━━━ Provided data ━━━

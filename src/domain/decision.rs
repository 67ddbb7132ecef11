//! Outcomes of admission checks and the records they leave behind.

use crate::domain::Tier;
use serde::{Deserialize, Serialize};
use std::net::IpAddr;

/// Result of one admission check. Ephemeral; never persisted.
///
/// Denial is an ordinary value here, not an error: callers translate
/// `Denied` into HTTP 429 plus a `Retry-After` header and move on.
///
/// # Example
/// ```
/// use gateway_throttle::{Decision, Tier};
///
/// let denied = Decision::denied(Tier::User, 60, "User burst limit exceeded");
/// assert!(denied.is_denied());
/// assert_eq!(denied.retry_after_seconds(), Some(60));
/// assert_eq!(denied.failing_tier(), Some(Tier::User));
/// ```
#[derive(Debug, Clone, PartialEq, Eq)]
pub enum Decision {
    /// Request admitted.
    Allowed {
        /// Quota left on the most restrictive evaluated tier, measured
        /// before this request was counted. `None` when no finite tier
        /// applied, including fail-open on a store outage.
        remaining: Option<u32>,
    },
    /// Request denied by the first tier over budget.
    Denied {
        /// Tier that produced the denial
        tier: Tier,
        /// Seconds until that tier is expected to free a slot
        retry_after_seconds: u64,
        /// Stable, tier-specific denial text
        message: String,
    },
}

impl Decision {
    /// An admitted decision carrying the pre-commit remaining quota.
    pub fn allowed(remaining: Option<u32>) -> Self {
        Decision::Allowed { remaining }
    }

    /// A denial produced by `tier`.
    pub fn denied(tier: Tier, retry_after_seconds: u64, message: impl Into<String>) -> Self {
        Decision::Denied {
            tier,
            retry_after_seconds,
            message: message.into(),
        }
    }

    /// Whether the request was admitted.
    pub fn is_allowed(&self) -> bool {
        matches!(self, Decision::Allowed { .. })
    }

    /// Whether the request was denied.
    pub fn is_denied(&self) -> bool {
        matches!(self, Decision::Denied { .. })
    }

    /// Pre-commit remaining quota, for admitted decisions.
    pub fn remaining(&self) -> Option<u32> {
        match self {
            Decision::Allowed { remaining } => *remaining,
            Decision::Denied { .. } => None,
        }
    }

    /// Backoff in seconds, for denied decisions.
    pub fn retry_after_seconds(&self) -> Option<u64> {
        match self {
            Decision::Allowed { .. } => None,
            Decision::Denied {
                retry_after_seconds,
                ..
            } => Some(*retry_after_seconds),
        }
    }

    /// The tier that denied, if any.
    pub fn failing_tier(&self) -> Option<Tier> {
        match self {
            Decision::Allowed { .. } => None,
            Decision::Denied { tier, .. } => Some(*tier),
        }
    }

    /// Denial text, if any.
    pub fn message(&self) -> Option<&str> {
        match self {
            Decision::Allowed { .. } => None,
            Decision::Denied { message, .. } => Some(message.as_str()),
        }
    }
}

/// One denied request, as handed to the violation sink.
///
/// Append-only: written once per denial, never mutated. A sink may persist
/// or drop it; the admission path has already returned by then.
#[derive(Debug, Clone, PartialEq, Eq, Serialize, Deserialize)]
pub struct ViolationRecord {
    /// Authenticated identifier the request ran under
    pub identifier: String,
    /// Tier that denied
    pub tier: Tier,
    /// Denial text as returned to the caller
    pub message: String,
    /// Backoff the caller was given
    pub retry_after_seconds: u64,
    /// Resolved client address
    pub client_ip: IpAddr,
    /// Caller's user agent, when the gate captured one
    pub user_agent: Option<String>,
    /// Free-form request classification, for audit queries
    pub request_type: String,
    /// Unix second the denial happened
    pub timestamp: u64,
}

/// Rolling record of one IP that crossed the suspicious-activity threshold.
///
/// Upserted with increment-on-conflict semantics: created on the first
/// breach, count and `last_detected_at` refreshed on later ones. Only an
/// explicit block operation flips `is_blocked`.
#[derive(Debug, Clone, PartialEq, Eq, Serialize, Deserialize)]
pub struct SuspiciousIpRecord {
    /// The flagged address
    pub ip: IpAddr,
    /// Attempts observed inside the ip window at the latest breach
    pub request_count: u64,
    /// Unix second of the first breach
    pub first_detected_at: u64,
    /// Unix second of the most recent breach
    pub last_detected_at: u64,
    /// Whether an operator (or policy) has blocked the address
    pub is_blocked: bool,
    /// Reason given at block time
    pub block_reason: Option<String>,
}

/// Quota snapshot for one tier, as returned by status queries.
#[derive(Debug, Clone, Copy, PartialEq, Eq, Serialize)]
pub struct TierStatus {
    /// Configured budget for the window
    pub limit: u32,
    /// `max(0, limit - current count)`
    pub remaining: u32,
    /// Worst-case Unix second by which the window is guaranteed fully
    /// clear (`now + window`). Sliding windows free slots earlier than
    /// this as individual entries expire; do not treat it as the next
    /// available slot.
    pub reset_at: u64,
}

/// Per-tier quota snapshot for one identifier, for introspection endpoints.
#[derive(Debug, Clone, PartialEq, Eq, Serialize)]
pub struct StatusReport {
    /// Shared global budget
    pub global: TierStatus,
    /// The identifier's own budget
    pub user: TierStatus,
    /// The client address budget
    pub ip: TierStatus,
    /// Marketplace budget, when one was asked for and is configured
    pub marketplace: Option<TierStatus>,
}

#[cfg(test)]
mod tests {
    use super::*;
    use std::net::Ipv4Addr;

    #[test]
    fn test_allowed_accessors() {
        let decision = Decision::allowed(Some(41));
        assert!(decision.is_allowed());
        assert!(!decision.is_denied());
        assert_eq!(decision.remaining(), Some(41));
        assert_eq!(decision.retry_after_seconds(), None);
        assert_eq!(decision.failing_tier(), None);
        assert_eq!(decision.message(), None);
    }

    #[test]
    fn test_allowed_without_finite_tier() {
        let decision = Decision::allowed(None);
        assert!(decision.is_allowed());
        assert_eq!(decision.remaining(), None);
    }

    #[test]
    fn test_denied_accessors() {
        let decision = Decision::denied(Tier::Endpoint, 17, "Endpoint rate limit exceeded for x");
        assert!(decision.is_denied());
        assert_eq!(decision.remaining(), None);
        assert_eq!(decision.retry_after_seconds(), Some(17));
        assert_eq!(decision.failing_tier(), Some(Tier::Endpoint));
        assert_eq!(
            decision.message(),
            Some("Endpoint rate limit exceeded for x")
        );
    }

    #[test]
    fn test_violation_record_round_trips_through_serde() {
        let record = ViolationRecord {
            identifier: "tenant-1".to_string(),
            tier: Tier::Ip,
            message: "IP rate limit exceeded".to_string(),
            retry_after_seconds: 30,
            client_ip: IpAddr::V4(Ipv4Addr::new(203, 0, 113, 9)),
            user_agent: Some("sync-agent/2.1".to_string()),
            request_type: "api_call".to_string(),
            timestamp: 1_700_000_000,
        };

        let json = serde_json::to_string(&record).unwrap();
        let back: ViolationRecord = serde_json::from_str(&json).unwrap();
        assert_eq!(record, back);
    }
}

━━━

§ To do: Your reply should hold only the lines from the first line of the records through the one with "a store outage.", reproduced word for word.

§ Answer area:
filename src/domain/decision.rs
repository 67ddbb7132ecef11
//! Outcomes of admission checks and the records they leave behind.

use crate::domain::Tier;
use serde::{Deserialize, Serialize};
use std::net::IpAddr;

/// Result of one admission check. Ephemeral; never persisted.
///
/// Denial is an ordinary value here, not an error: callers translate
/// `Denied` into HTTP 429 plus a `Retry-After` header and move on.
///
/// # Example
/// ```
/// use gateway_throttle::{Decision, Tier};
///
/// let denied = Decision::denied(Tier::User, 60, "User burst limit exceeded");
/// assert!(denied.is_denied());
/// assert_eq!(denied.retry_after_seconds(), Some(60));
/// assert_eq!(denied.failing_tier(), Some(Tier::User));
/// ```
#[derive(Debug, Clone, PartialEq, Eq)]
pub enum Decision {
    /// Request admitted.
    Allowed {
        /// Quota left on the most restrictive evaluated tier, measured
        /// before this request was counted. `None` when no finite tier
        /// applied, including fail-open on a store outage.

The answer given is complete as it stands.